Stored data
:::

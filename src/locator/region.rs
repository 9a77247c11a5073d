//! Region restriction helpers: named screen areas, parsing, cropping

use crate::error::{LocatorError, LocatorResult};
use crate::template_matching::{Point, Region};
use image::DynamicImage;

/// Named screen areas used to restrict a search
pub fn named_region(name: &str, screen_width: u32, screen_height: u32) -> Option<Region> {
    let (w, h) = (screen_width, screen_height);
    let (x, y, width, height) = match name {
        "full_screen" => (0, 0, w, h),
        "left_half" => (0, 0, w / 2, h),
        "right_half" => (w / 2, 0, w - w / 2, h),
        "top_half" => (0, 0, w, h / 2),
        "bottom_half" => (0, h / 2, w, h - h / 2),
        "center" => (w / 4, h / 4, w / 2, h / 2),
        _ => return None,
    };
    Region::new(x as i32, y as i32, width, height).ok()
}

/// Parse `x,y,width,height`, optionally wrapped in brackets: `[300,1682,50,50]`
pub fn parse_region(text: &str) -> Option<Region> {
    let inner = text
        .trim()
        .strip_prefix('[')
        .and_then(|s| s.strip_suffix(']'))
        .unwrap_or(text.trim());

    let parts: Vec<&str> = inner.split(',').map(str::trim).collect();
    if parts.len() != 4 {
        return None;
    }
    let (Ok(x), Ok(y), Ok(width), Ok(height)) = (
        parts[0].parse::<i32>(),
        parts[1].parse::<i32>(),
        parts[2].parse::<u32>(),
        parts[3].parse::<u32>(),
    ) else {
        return None;
    };
    Region::new(x, y, width, height).ok()
}

/// Named region first, then the numeric form
pub fn resolve_region(identifier: &str, screen_width: u32, screen_height: u32) -> Option<Region> {
    named_region(identifier, screen_width, screen_height).or_else(|| parse_region(identifier))
}

/// Crop `image` to `region` (in the image's own coordinates), clipped to its bounds.
///
/// Returns the crop and its top-left corner within `image`.
pub fn crop_to(image: &DynamicImage, region: Region) -> LocatorResult<(DynamicImage, Point)> {
    let clipped = region
        .clip_to(image.width(), image.height())
        .ok_or(LocatorError::InvalidRegion {
            x: region.x,
            y: region.y,
            width: region.width,
            height: region.height,
            image_width: image.width(),
            image_height: image.height(),
        })?;

    if clipped != region {
        log::debug!("✂️ Region {} clipped to {}", region, clipped);
    }

    let cropped = image.crop_imm(
        clipped.x as u32,
        clipped.y as u32,
        clipped.width,
        clipped.height,
    );
    Ok((cropped, clipped.origin()))
}
//! Marker template loading

use crate::error::{LocatorError, LocatorResult};
use image::DynamicImage;
use std::path::{Path, PathBuf};

/// A marker image, loaded fresh for each locate call
#[derive(Debug, Clone)]
pub struct Template {
    pub path: PathBuf,
    pub name: String,
    pub image: DynamicImage,
}

impl Template {
    pub fn load(path: &Path) -> LocatorResult<Self> {
        let image = image::open(path).map_err(|source| LocatorError::TemplateUnreadable {
            path: path.to_path_buf(),
            source,
        })?;
        Ok(Self::from_image(path, image))
    }

    /// Wrap an already decoded image; `path` only supplies the name
    pub fn from_image(path: &Path, image: DynamicImage) -> Self {
        let name = path
            .file_stem()
            .and_then(|s| s.to_str())
            .unwrap_or("unknown")
            .to_string();
        Self {
            path: path.to_path_buf(),
            name,
            image,
        }
    }

    pub fn width(&self) -> u32 {
        self.image.width()
    }

    pub fn height(&self) -> u32 {
        self.image.height()
    }
}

:::

▸ How to complete this task:
The answer must be the full data, repeated word for word.

▸ Task solution:
filename src/locator/region.rs
repository 9a77247c11a5073d
//! Region restriction helpers: named screen areas, parsing, cropping

use crate::error::{LocatorError, LocatorResult};
use crate::template_matching::{Point, Region};
use image::DynamicImage;

/// Named screen areas used to restrict a search
pub fn named_region(name: &str, screen_width: u32, screen_height: u32) -> Option<Region> {
    let (w, h) = (screen_width, screen_height);
    let (x, y, width, height) = match name {
        "full_screen" => (0, 0, w, h),
        "left_half" => (0, 0, w / 2, h),
        "right_half" => (w / 2, 0, w - w / 2, h),
        "top_half" => (0, 0, w, h / 2),
        "bottom_half" => (0, h / 2, w, h - h / 2),
        "center" => (w / 4, h / 4, w / 2, h / 2),
        _ => return None,
    };
    Region::new(x as i32, y as i32, width, height).ok()
}

/// Parse `x,y,width,height`, optionally wrapped in brackets: `[300,1682,50,50]`
pub fn parse_region(text: &str) -> Option<Region> {
    let inner = text
        .trim()
        .strip_prefix('[')
        .and_then(|s| s.strip_suffix(']'))
        .unwrap_or(text.trim());

    let parts: Vec<&str> = inner.split(',').map(str::trim).collect();
    if parts.len() != 4 {
        return None;
    }
    let (Ok(x), Ok(y), Ok(width), Ok(height)) = (
        parts[0].parse::<i32>(),
        parts[1].parse::<i32>(),
        parts[2].parse::<u32>(),
        parts[3].parse::<u32>(),
    ) else {
        return None;
    };
    Region::new(x, y, width, height).ok()
}

/// Named region first, then the numeric form
pub fn resolve_region(identifier: &str, screen_width: u32, screen_height: u32) -> Option<Region> {
    named_region(identifier, screen_width, screen_height).or_else(|| parse_region(identifier))
}

/// Crop `image` to `region` (in the image's own coordinates), clipped to its bounds.
///
/// Returns the crop and its top-left corner within `image`.
pub fn crop_to(image: &DynamicImage, region: Region) -> LocatorResult<(DynamicImage, Point)> {
    let clipped = region
        .clip_to(image.width(), image.height())
        .ok_or(LocatorError::InvalidRegion {
            x: region.x,
            y: region.y,
            width: region.width,
            height: region.height,
            image_width: image.width(),
            image_height: image.height(),
        })?;

    if clipped != region {
        log::debug!("✂️ Region {} clipped to {}", region, clipped);
    }

    let cropped = image.crop_imm(
        clipped.x as u32,
        clipped.y as u32,
        clipped.width,
        clipped.height,
    );
    Ok((cropped, clipped.origin()))
}
//! Marker template loading

use crate::error::{LocatorError, LocatorResult};
use image::DynamicImage;
use std::path::{Path, PathBuf};

/// A marker image, loaded fresh for each locate call
#[derive(Debug, Clone)]
pub struct Template {
    pub path: PathBuf,
    pub name: String,
    pub image: DynamicImage,
}

impl Template {
    pub fn load(path: &Path) -> LocatorResult<Self> {
        let image = image::open(path).map_err(|source| LocatorError::TemplateUnreadable {
            path: path.to_path_buf(),
            source,
        })?;
        Ok(Self::from_image(path, image))
    }

    /// Wrap an already decoded image; `path` only supplies the name
    pub fn from_image(path: &Path, image: DynamicImage) -> Self {
        let name = path
            .file_stem()
            .and_then(|s| s.to_str())
            .unwrap_or("unknown")
            .to_string();
        Self {
            path: path.to_path_buf(),
            name,
            image,
        }
    }

    pub fn width(&self) -> u32 {
        self.image.width()
    }

    pub fn height(&self) -> u32 {
        self.image.height()
    }
}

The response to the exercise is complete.